Irrational gloom, or Alex cheers me up

Alex remains worried about our future, but let us look more closely at his concerns. His biggest fear is our future demographic structure:

…the Bush policies are not the major problem. The major problem is that we are about to be hit by a tidal wave of old people (contra Tyler demographics are the problem not the solution).

Hey, I hope to be part of that wave, the problem will be if I am not!

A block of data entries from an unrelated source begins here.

//! Strata Storage - table store for the Strata query engine.
//!
//! This crate provides the storage layer including:
//!
//! - `Table`: Row storage with generation counters, column indexes and a scan cache
//! - `ScanCache`: Columnar materialization of a table, tagged with its generation
//! - `Database`: The table store; every mutation goes through one generation-bumping path
//! - `TransactionManager`: Copy-on-write snapshots with nested transactions
//! - `ConstraintChecker`: NOT NULL, UNIQUE and FOREIGN KEY validation
//!
//! # Example
//!
//! ```rust
//! use strata_core::schema::TableBuilder;
//! use strata_core::{DataType, Value};
//! use strata_storage::Database;
//!
//! let mut db = Database::new();
//! let schema = TableBuilder::new("users")
//!     .unwrap()
//!     .add_column("id", DataType::Int64)
//!     .unwrap()
//!     .add_column("name", DataType::Text)
//!     .unwrap()
//!     .primary_key("id")
//!     .unwrap()
//!     .build()
//!     .unwrap();
//! db.create_table(schema).unwrap();
//!
//! db.begin();
//! db.insert("users", vec![vec![Value::Int64(1), Value::from("Alice")]]).unwrap();
//! db.rollback().unwrap();
//!
//! assert_eq!(db.get_table("users").unwrap().len(), 0);
//! ```

#![no_std]

extern crate alloc;

pub mod constraint;
pub mod database;
pub mod index;
pub mod scan_cache;
pub mod table;
pub mod transaction;

pub use constraint::{ConstraintChecker, ReferentialEffect};
pub use database::Database;
pub use index::ColumnIndex;
pub use scan_cache::ScanCache;
pub use table::{Table, TableId};
pub use transaction::{Snapshot, TransactionId, TransactionManager, TransactionState};
//! Column definitions.

use crate::error::Result;
use crate::types::DataType;
use crate::value::Value;
use alloc::string::String;

/// One column of a table schema.
///
/// Columns are nullable and non-unique unless the table builder marks them
/// otherwise (`NOT NULL`, `UNIQUE`, `PRIMARY KEY`).
#[derive(Clone, Debug)]
pub struct Column {
    name: String,
    data_type: DataType,
    nullable: bool,
    unique: bool,
}

impl Column {
    pub fn new(name: impl Into<String>, data_type: DataType) -> Self {
        Self {
            name: name.into(),
            data_type,
            nullable: true,
            unique: false,
        }
    }

    pub fn nullable(self, nullable: bool) -> Self {
        Self { nullable, ..self }
    }

    pub fn unique(self, unique: bool) -> Self {
        Self { unique, ..self }
    }

    #[inline]
    pub fn name(&self) -> &str {
        &self.name
    }

    #[inline]
    pub fn data_type(&self) -> DataType {
        self.data_type
    }

    #[inline]
    pub fn is_nullable(&self) -> bool {
        self.nullable
    }

    #[inline]
    pub fn is_unique(&self) -> bool {
        self.unique
    }

    /// Converts `value` to the stored representation of this column.
    pub fn coerce(&self, value: Value) -> Result<Value> {
        if value.is_null() || value.data_type() == Some(self.data_type) {
            Ok(value)
        } else {
            value.cast_to(self.data_type)
        }
    }

    pub(crate) fn set_name(&mut self, name: String) {
        self.name = name;
    }

    pub(crate) fn set_data_type(&mut self, data_type: DataType) {
        self.data_type = data_type;
    }
}

/// Columns compare by name and type; constraints are table properties.
impl PartialEq for Column {
    fn eq(&self, other: &Self) -> bool {
        self.name == other.name && self.data_type == other.data_type
    }
}

#[cfg(test)]
mod tests {
    use super::*;

    #[test]
    fn test_constraint_flags() {
        let col = Column::new("id", DataType::Int64).nullable(false).unique(true);
        assert_eq!(col.name(), "id");
        assert!(!col.is_nullable());
        assert!(col.is_unique());
        assert_eq!(col, Column::new("id", DataType::Int64));
    }

    #[test]
    fn test_coerce() {
        let col = Column::new("n", DataType::Int64);
        assert_eq!(col.coerce(Value::Int32(4)).unwrap(), Value::Int64(4));
        assert_eq!(col.coerce(Value::Null).unwrap(), Value::Null);
        assert_eq!(col.coerce(Value::from("12")).unwrap(), Value::Int64(12));
        assert_eq!(col.coerce(Value::from("x")).unwrap_err().sqlstate(), "22P02");
    }
}
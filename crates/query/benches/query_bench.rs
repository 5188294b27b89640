//! Benchmarks for planned query execution.
//!
//! Each benchmark plans once and measures execution only: the query tree and
//! plan are rebuilt in `iter_batched` setup so arena growth is not timed.
//! Data is shuffled so sorts and hash builds see unordered input.

use criterion::{black_box, criterion_group, criterion_main, BatchSize, BenchmarkId, Criterion};
use strata_core::schema::TableBuilder;
use strata_core::{DataType, Value};
use strata_query::ast::{AggFunc, CompareOp, JoinKind, OrderItem, QueryId, SelectBuilder, Source};
use strata_query::planner::PlanId;
use strata_query::{EngineConfig, QueryArena, QueryExecution, QueryPlanner};
use strata_storage::Database;

// ============================================================================
// Data Generation Utilities
// ============================================================================

/// Simple LCG for reproducible pseudo-random shuffling
fn shuffle_indices(count: usize, seed: u64) -> Vec<usize> {
    let mut indices: Vec<usize> = (0..count).collect();
    let mut s = seed;
    for i in (1..count).rev() {
        s = s.wrapping_mul(6364136223846793005).wrapping_add(1);
        let j = (s as usize) % (i + 1);
        indices.swap(i, j);
    }
    indices
}

/// `facts(id, grp, amount, name)` with `count` shuffled rows and
/// `dims(id, label)` with one row per group.
fn create_database(count: usize) -> Database {
    let mut db = Database::new();
    let facts = TableBuilder::new("facts")
        .unwrap()
        .add_column("id", DataType::Int64)
        .unwrap()
        .add_column("grp", DataType::Int64)
        .unwrap()
        .add_column("amount", DataType::Int64)
        .unwrap()
        .add_column("name", DataType::Text)
        .unwrap()
        .build()
        .unwrap();
    db.create_table(facts).unwrap();
    let rows = shuffle_indices(count, 12345)
        .into_iter()
        .map(|i| {
            vec![
                Value::Int64(i as i64),
                Value::Int64((i % 100) as i64),
                Value::Int64((i * 7 % 1000) as i64),
                Value::from(format!("name_{}", i)),
            ]
        })
        .collect();
    db.insert("facts", rows).unwrap();

    let dims = TableBuilder::new("dims")
        .unwrap()
        .add_column("id", DataType::Int64)
        .unwrap()
        .add_column("label", DataType::Text)
        .unwrap()
        .build()
        .unwrap();
    db.create_table(dims).unwrap();
    let rows = (0..100)
        .map(|i| vec![Value::Int64(i), Value::from(format!("label_{}", i))])
        .collect();
    db.insert("dims", rows).unwrap();
    db
}

fn plan(db: &Database, arena: &mut QueryArena, query: QueryId) -> PlanId {
    QueryPlanner::new(db, arena).plan(query).unwrap().plan().unwrap()
}

fn execute(db: &Database, arena: &QueryArena, plan: PlanId) -> usize {
    let config = EngineConfig::default();
    let mut execution = QueryExecution::new(db, arena, &config, plan).unwrap();
    let mut rows = 0;
    while let Some(block) = execution.next_block().unwrap() {
        rows += block.row_count();
    }
    rows
}

fn bench_query<F>(c: &mut Criterion, group_name: &str, sizes: &[usize], build: F)
where
    F: Fn(&mut QueryArena) -> QueryId,
{
    let mut group = c.benchmark_group(group_name);
    for &size in sizes {
        let db = create_database(size);
        group.bench_with_input(BenchmarkId::from_parameter(size), &size, |b, _| {
            b.iter_batched(
                || {
                    let mut arena = QueryArena::new();
                    let query = build(&mut arena);
                    let root = plan(&db, &mut arena, query);
                    (arena, root)
                },
                |(arena, root)| black_box(execute(&db, &arena, root)),
                BatchSize::SmallInput,
            )
        });
    }
    group.finish();
}

// ============================================================================
// Benchmarks
// ============================================================================

fn bench_filter(c: &mut Criterion) {
    bench_query(c, "filter_scan", &[10_000, 100_000], |arena| {
        let amount = arena.col("amount").unwrap();
        let limit = arena.lit(500i64).unwrap();
        let pred = arena.compare(amount, CompareOp::Lt, limit).unwrap();
        let id = arena.col("id").unwrap();
        SelectBuilder::new().item(id).from("facts").filter(pred).build(arena).unwrap()
    });
}

fn bench_aggregate(c: &mut Criterion) {
    bench_query(c, "group_by_sum", &[10_000, 100_000], |arena| {
        let grp = arena.col("grp").unwrap();
        let amount = arena.col("amount").unwrap();
        let sum = arena.agg(AggFunc::Sum, Some(amount), false).unwrap();
        let count = arena.count_star().unwrap();
        SelectBuilder::new()
            .item(grp)
            .item(sum)
            .item(count)
            .from("facts")
            .group_by(&[grp])
            .build(arena)
            .unwrap()
    });
}

fn bench_hash_join(c: &mut Criterion) {
    bench_query(c, "hash_join", &[10_000, 100_000], |arena| {
        let grp = arena.qcol("f", "grp").unwrap();
        let id = arena.qcol("d", "id").unwrap();
        let on = arena.eq(grp, id).unwrap();
        let label = arena.qcol("d", "label").unwrap();
        let amount = arena.qcol("f", "amount").unwrap();
        SelectBuilder::new()
            .item(label)
            .item(amount)
            .from_as("facts", "f")
            .join(JoinKind::Inner, Source::aliased("dims", "d"), Some(on))
            .build(arena)
            .unwrap()
    });
}

fn bench_top_n(c: &mut Criterion) {
    bench_query(c, "order_by_limit", &[10_000, 100_000], |arena| {
        let amount = arena.col("amount").unwrap();
        let name = arena.col("name").unwrap();
        SelectBuilder::new()
            .item(name)
            .item(amount)
            .from("facts")
            .order_by(OrderItem::desc(amount))
            .limit(100)
            .build(arena)
            .unwrap()
    });
}

criterion_group!(benches, bench_filter, bench_aggregate, bench_hash_join, bench_top_n);
criterion_main!(benches);
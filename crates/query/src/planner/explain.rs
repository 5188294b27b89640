//! Text rendering of physical plans.

use super::physical::{PhysExpr, PlanId, PlanOp};
use crate::arena::QueryArena;
use alloc::string::String;
use alloc::vec::Vec;
use core::fmt::Write;

/// Renders the plan rooted at `plan` as an indented operator tree, one node
/// per line with its row estimate.
pub fn explain(arena: &QueryArena, plan: PlanId) -> String {
    let mut out = String::new();
    render(arena, plan, 0, &mut out);
    out
}

fn render(arena: &QueryArena, id: PlanId, depth: usize, out: &mut String) {
    let node = &arena.plan_nodes[id];
    for _ in 0..depth {
        out.push_str("  ");
    }
    let _ = writeln!(out, "{} (rows={})", describe(arena, id), libm::round(node.estimated_rows) as u64);
    if let PlanOp::CteMaterialize { step: Some(step), .. } = &node.op {
        render(arena, *step, depth + 1, out);
    }
    for child in [node.left, node.right].into_iter().flatten() {
        render(arena, child, depth + 1, out);
    }
}

fn describe(arena: &QueryArena, id: PlanId) -> String {
    let node = &arena.plan_nodes[id];
    let column = |plan: Option<PlanId>, c: usize| -> String {
        plan.and_then(|p| arena.plan_nodes[p].schema.field(c).map(|f| f.name.clone()))
            .unwrap_or_else(|| alloc::format!("#{}", c))
    };
    let own = |c: usize| -> String { node.schema.field(c).map_or_else(|| alloc::format!("#{}", c), |f| f.name.clone()) };
    let mut s = String::from(node.op.name());
    match &node.op {
        PlanOp::SeqScan { table, leaf_filters } => {
            let _ = write!(s, " on {}", table);
            if !leaf_filters.is_empty() {
                let filters: Vec<String> = leaf_filters
                    .iter()
                    .map(|f| alloc::format!("{} {} {}", own(f.column), f.op.symbol(), f.value))
                    .collect();
                let _ = write!(s, " [{}]", filters.join(" AND "));
            }
        }
        PlanOp::IndexScan { table, column: c, key } => {
            let _ = write!(s, " on {} ({} = {})", table, own(*c), key);
        }
        PlanOp::CteScan { name, .. } => {
            let _ = write!(s, " on {}", name);
        }
        PlanOp::Values { rows } => {
            let _ = write!(s, " ({} rows)", rows.len());
        }
        PlanOp::Project { .. } | PlanOp::ExprProject { .. } => {
            let _ = write!(s, " [{}]", node.schema.names().join(", "));
        }
        PlanOp::Sort { keys } | PlanOp::TopN { keys, .. } => {
            let keys: Vec<String> = keys
                .iter()
                .map(|k| {
                    let dir = if k.descending { "DESC" } else { "ASC" };
                    alloc::format!("{} {}", column(node.left, k.column), dir)
                })
                .collect();
            let _ = write!(s, " [{}]", keys.join(", "));
            if let PlanOp::TopN { limit, offset, .. } = &node.op {
                let _ = write!(s, " limit={} offset={}", limit, offset);
            }
        }
        PlanOp::Limit { limit, offset } => {
            match limit {
                Some(l) => {
                    let _ = write!(s, " limit={}", l);
                }
                None => s.push_str(" limit=all"),
            }
            let _ = write!(s, " offset={}", offset);
        }
        PlanOp::HashJoin {
            kind,
            left_keys,
            build_left,
            residual,
            ..
        } => {
            let side = if *build_left { "left" } else { "right" };
            let _ = write!(s, " {} keys={} build={}", kind.name(), left_keys.len(), side);
            if residual.is_some() {
                s.push_str(" +residual");
            }
        }
        PlanOp::NestedLoopJoin { kind, .. } => {
            let _ = write!(s, " {}", kind.name());
        }
        PlanOp::HashSemiJoin { anti, probe_key, .. } => {
            if *anti {
                s = String::from("HashAntiJoin");
            }
            if let PhysExpr::Column(c) = arena.phys_exprs[*probe_key] {
                let _ = write!(s, " on {}", column(node.left, c));
            }
        }
        PlanOp::Aggregate {
            active, aggregates, ..
        } => {
            let names: Vec<&str> = aggregates.iter().map(|a| a.func.name()).collect();
            let _ = write!(
                s,
                " keys={}/{} [{}]",
                active.iter().filter(|a| **a).count(),
                active.len(),
                names.join(", ")
            );
        }
        PlanOp::Window { functions } => {
            let names: Vec<&str> = functions.iter().map(|f| f.func.name()).collect();
            let _ = write!(s, " [{}]", names.join(", "));
        }
        PlanOp::SetOp { op, all } => {
            let _ = write!(s, " {}{}", op.name(), if *all { " all" } else { "" });
        }
        PlanOp::CteMaterialize { name, step, .. } => {
            let _ = write!(s, " {}", name);
            if step.is_some() {
                s.push_str(" (recursive)");
            }
        }
        PlanOp::TableFunction { .. } | PlanOp::Filter { .. } | PlanOp::Distinct => {}
    }
    s
}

Let’s redo Alex’s doctor example. In my version, the doctor suddenly tells Alex that he will live to the ripe old age of two hundred, most of those years in reasonable health. This is reason to celebrate, even though Alex would have to restructure his retirement plans. Something like this, albeit in less extreme form, is going on in America: a large baby boom cohort can be expected to live to older ages. Bravo, I say. Count up those extra years, including the implicit value of leisure, at their full economic value, and our “intergenerational accounts” will look much better. Note also that the elderly have a higher quality of life than ever before, for reasons ranging from cheap eye surgery to bypass operations to new drugs.

Two other issues:

First, contrary to what Alex suggests, “g>r” would solve the problem. Growing debt, which is a transfer, doesn’t change the fact that the intertemporal budget constraint has melted away, provided we can shift real resources into the present (if you’re not an economics nerd, the point would take too long to explain in non-technical language, read the link if you must).

Second, I am not convinced that Alex has put his money where his mouth is. He is conspicuously silent about whether he has gone short in bonds. Plus I bet he would have taken a tenured professorship, bought a house, and bought an internationally diversified portfolio anyway, I certainly did all of these and I am an optimist.

The bottom line? A growing population, combined with a bulge of old people, requires planning wisdom and creates some costly expenditure pressures. But overall longer lives are cause for rejoicing, not our economic doom. Love and time are what we are ultimately seeking to economize, and longer lives contribute toward both ends.